• WHAT THE TASK ASKS:
Nothing but the lines from the start of the records below through the line that has "if !image_size.is_finite() ||" should appear, each exactly as given.

• SOURCE RECORDS:

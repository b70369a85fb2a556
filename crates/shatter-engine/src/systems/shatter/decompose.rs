//! Cutting an image into a grid of triangle pairs.

use glam::Vec2;

use super::fragment::{Fragment, TriangleVariant};
use super::trajectory::{blast_intensity, max_blast_distance};
use super::ShatterResult;
use crate::api::config::GridResolution;
use crate::components::sprite::TextureRect;
use crate::error::ShatterError;

/// Split an image of `image_size` into `2 * cols * rows` triangular fragments.
///
/// Fragments come out row-major (row 0 at the bottom, column 0 on the left),
/// upper-left triangle before lower-right within a cell. Index-based lookups
/// rely on that order.
///
/// `texture_rect` is the part of the texture the image occupies; pass
/// [`TextureRect::FULL`] for a texture that is not atlas-packed. The grid is
/// used as given; clamp it first with [`GridResolution::clamped`] to bound the
/// fragment count.
pub fn decompose(
    image_size: Vec2,
    texture_rect: TextureRect,
    grid: GridResolution,
) -> Result<ShatterResult, ShatterError> {
    if !image_size.is_finite() || image_size.x <= 0.0 || image_size.y <= 0.0 {
        return Err(ShatterError::InvalidGeometry {
            width: image_size.x,
            height: image_size.y,
        });
    }
    if grid.cols < 1 || grid.rows < 1 {
        return Err(ShatterError::InvalidGrid { cols: grid.cols, rows: grid.rows });
    }

    let cols = grid.cols as u32;
    let rows = grid.rows as u32;
    let cell_size = Vec2::new(image_size.x / cols as f32, image_size.y / rows as f32);
    let half_image = image_size / 2.0;
    let half_cell = cell_size / 2.0;
    let max_distance = max_blast_distance(image_size, cell_size);

    let mut fragments =
        Vec::with_capacity(grid.fragment_count().min(GridResolution::MAX_FRAGMENTS));
    for y in 0..rows {
        for x in 0..cols {
            let source_region = texture_rect.cell(x, y, cols, rows);
            let rest_position = Vec2::new(
                x as f32 * cell_size.x - half_image.x + half_cell.x,
                y as f32 * cell_size.y - half_image.y + half_cell.y,
            );
            let intensity = blast_intensity(rest_position, max_distance);
            for variant in TriangleVariant::ALL {
                fragments.push(Fragment {
                    cell: (x, y),
                    variant,
                    source_region,
                    rest_position,
                    size: cell_size,
                    blast_intensity: intensity,
                    motion: None,
                });
            }
        }
    }

    log::debug!(
        "decomposed {}x{} image into {} fragments ({}x{} grid, max blast distance {:.2})",
        image_size.x, image_size.y, fragments.len(), cols, rows, max_distance
    );

    Ok(ShatterResult {
        image_size,
        cell_size,
        grid,
        max_distance,
        fragments,
    })
}

#[cfg(test)]
mod tests {
    use super::*;

    fn grid(cols: i32, rows: i32) -> GridResolution {
        GridResolution::new(cols, rows)
    }

    #[test]
    fn fragment_count_and_order() {
        let result = decompose(Vec2::new(120.0, 90.0), TextureRect::FULL, grid(3, 4)).unwrap();
        assert_eq!(result.len(), 24);
        for (i, f) in result.fragments().iter().enumerate() {
            let cell = i / 2;
            assert_eq!(f.cell, ((cell % 3) as u32, (cell / 3) as u32));
            assert_eq!(f.variant.index(), i % 2);
        }
    }

    #[test]
    fn two_by_two_rest_positions() {
        let result = decompose(Vec2::new(100.0, 100.0), TextureRect::FULL, grid(2, 2)).unwrap();
        let centers: Vec<Vec2> = result.fragments().iter().step_by(2).map(|f| f.rest_position).collect();
        assert_eq!(
            centers,
            vec![
                Vec2::new(-25.0, -25.0),
                Vec2::new(25.0, -25.0),
                Vec2::new(-25.0, 25.0),
                Vec2::new(25.0, 25.0),
            ]
        );
    }

    #[test]
    fn triangle_pairs_share_region_and_position() {
        let result = decompose(Vec2::new(64.0, 32.0), TextureRect::FULL, grid(4, 2)).unwrap();
        for pair in result.fragments().chunks(2) {
            assert_eq!(pair[0].source_region, pair[1].source_region);
            assert_eq!(pair[0].rest_position, pair[1].rest_position);
            assert_eq!(pair[0].variant, TriangleVariant::UpperLeft);
            assert_eq!(pair[1].variant, TriangleVariant::LowerRight);
        }
    }

    #[test]
    fn regions_tile_the_texture_rect() {
        let rect = TextureRect::new(0.25, 0.5, 0.5, 0.25);
        let result = decompose(Vec2::new(300.0, 200.0), rect, grid(7, 5)).unwrap();
        let cells: Vec<TextureRect> = result.fragments().iter().step_by(2).map(|f| f.source_region).collect();

        let area: f32 = cells.iter().map(TextureRect::area).sum();
        assert!((area - rect.area()).abs() < 1e-5, "area {} vs {}", area, rect.area());

        for row in 0..5 {
            for col in 0..7 {
                let c = &cells[row * 7 + col];
                if col + 1 < 7 {
                    let right = &cells[row * 7 + col + 1];
                    assert!((c.max_x() - right.x).abs() < 1e-6);
                    assert_eq!(c.y, right.y);
                }
                if row + 1 < 5 {
                    let above = &cells[(row + 1) * 7 + col];
                    assert!((c.max_y() - above.y).abs() < 1e-6);
                    assert_eq!(c.x, above.x);
                }
            }
        }
        assert_eq!(cells[0].x, rect.x);
        assert_eq!(cells[0].y, rect.y);
        assert!((cells[34].max_x() - rect.max_x()).abs() < 1e-6);
        assert!((cells[34].max_y() - rect.max_y()).abs() < 1e-6);
    }

    #[test]
    fn power_of_two_grid_edges_are_exact() {
        let result = decompose(Vec2::new(64.0, 64.0), TextureRect::FULL, grid(4, 4)).unwrap();
        let cells: Vec<TextureRect> = result.fragments().iter().step_by(2).map(|f| f.source_region).collect();
        for col in 0..3 {
            assert_eq!(cells[col].max_x(), cells[col + 1].x);
        }
    }

    #[test]
    fn rest_positions_reassemble_the_image() {
        let size = Vec2::new(90.0, 60.0);
        let result = decompose(size, TextureRect::FULL, grid(3, 2)).unwrap();
        let half = result.cell_size() / 2.0;
        let (mut min, mut max) = (Vec2::splat(f32::MAX), Vec2::splat(f32::MIN));
        for f in result.fragments() {
            min = min.min(f.rest_position - half);
            max = max.max(f.rest_position + half);
        }
        assert_eq!(min, -size / 2.0);
        assert_eq!(max, size / 2.0);
    }

    #[test]
    fn center_pieces_feel_the_blast_more_than_corners() {
        let result = decompose(Vec2::new(100.0, 100.0), TextureRect::FULL, grid(5, 5)).unwrap();
        let fragments = result.fragments();
        let nearest = fragments
            .iter()
            .min_by(|a, b| a.rest_position.length().total_cmp(&b.rest_position.length()))
            .unwrap();
        assert_eq!(fragments[0].blast_intensity, 0.0);
        for corner in [0, 8, 40, 48] {
            assert!(fragments[corner].blast_intensity < 1e-5);
            assert!(nearest.blast_intensity > fragments[corner].blast_intensity);
        }
    }

    #[test]
    fn bad_grid_is_rejected() {
        let err = decompose(Vec2::new(100.0, 100.0), TextureRect::FULL, grid(0, 5)).unwrap_err();
        assert!(matches!(err, ShatterError::InvalidGrid { cols: 0, rows: 5 }));
        let err = decompose(Vec2::new(100.0, 100.0), TextureRect::FULL, grid(3, -1)).unwrap_err();
        assert!(matches!(err, ShatterError::InvalidGrid { .. }));
    }

    #[test]
    fn bad_geometry_is_rejected() {
        let err = decompose(Vec2::new(0.0, 50.0), TextureRect::FULL, grid(2, 2)).unwrap_err();
        assert!(matches!(err, ShatterError::InvalidGeometry { .. }));
        let err = decompose(Vec2::new(10.0, f32::NAN), TextureRect::FULL, grid(2, 2)).unwrap_err();
        assert!(matches!(err, ShatterError::InvalidGeometry { .. }));
    }

    #[test]
    fn single_cell_is_allowed() {
        let result = decompose(Vec2::new(10.0, 10.0), TextureRect::FULL, grid(1, 1)).unwrap();
        assert_eq!(result.len(), 2);
        assert_eq!(result.fragments()[0].rest_position, Vec2::ZERO);
        assert_eq!(result.fragments()[0].blast_intensity, 1.0);
    }
}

• RESULT OF THIS EXERCISE:
repository b70369a85fb2a556
filename crates/shatter-engine/src/systems/shatter/decompose.rs
//! Cutting an image into a grid of triangle pairs.

use glam::Vec2;

use super::fragment::{Fragment, TriangleVariant};
use super::trajectory::{blast_intensity, max_blast_distance};
use super::ShatterResult;
use crate::api::config::GridResolution;
use crate::components::sprite::TextureRect;
use crate::error::ShatterError;

/// Split an image of `image_size` into `2 * cols * rows` triangular fragments.
///
/// Fragments come out row-major (row 0 at the bottom, column 0 on the left),
/// upper-left triangle before lower-right within a cell. Index-based lookups
/// rely on that order.
///
/// `texture_rect` is the part of the texture the image occupies; pass
/// [`TextureRect::FULL`] for a texture that is not atlas-packed. The grid is
/// used as given; clamp it first with [`GridResolution::clamped`] to bound the
/// fragment count.
pub fn decompose(
    image_size: Vec2,
    texture_rect: TextureRect,
    grid: GridResolution,
) -> Result<ShatterResult, ShatterError> {
    if !image_size.is_finite() || image_size.x <= 0.0 || image_size.y <= 0.0 {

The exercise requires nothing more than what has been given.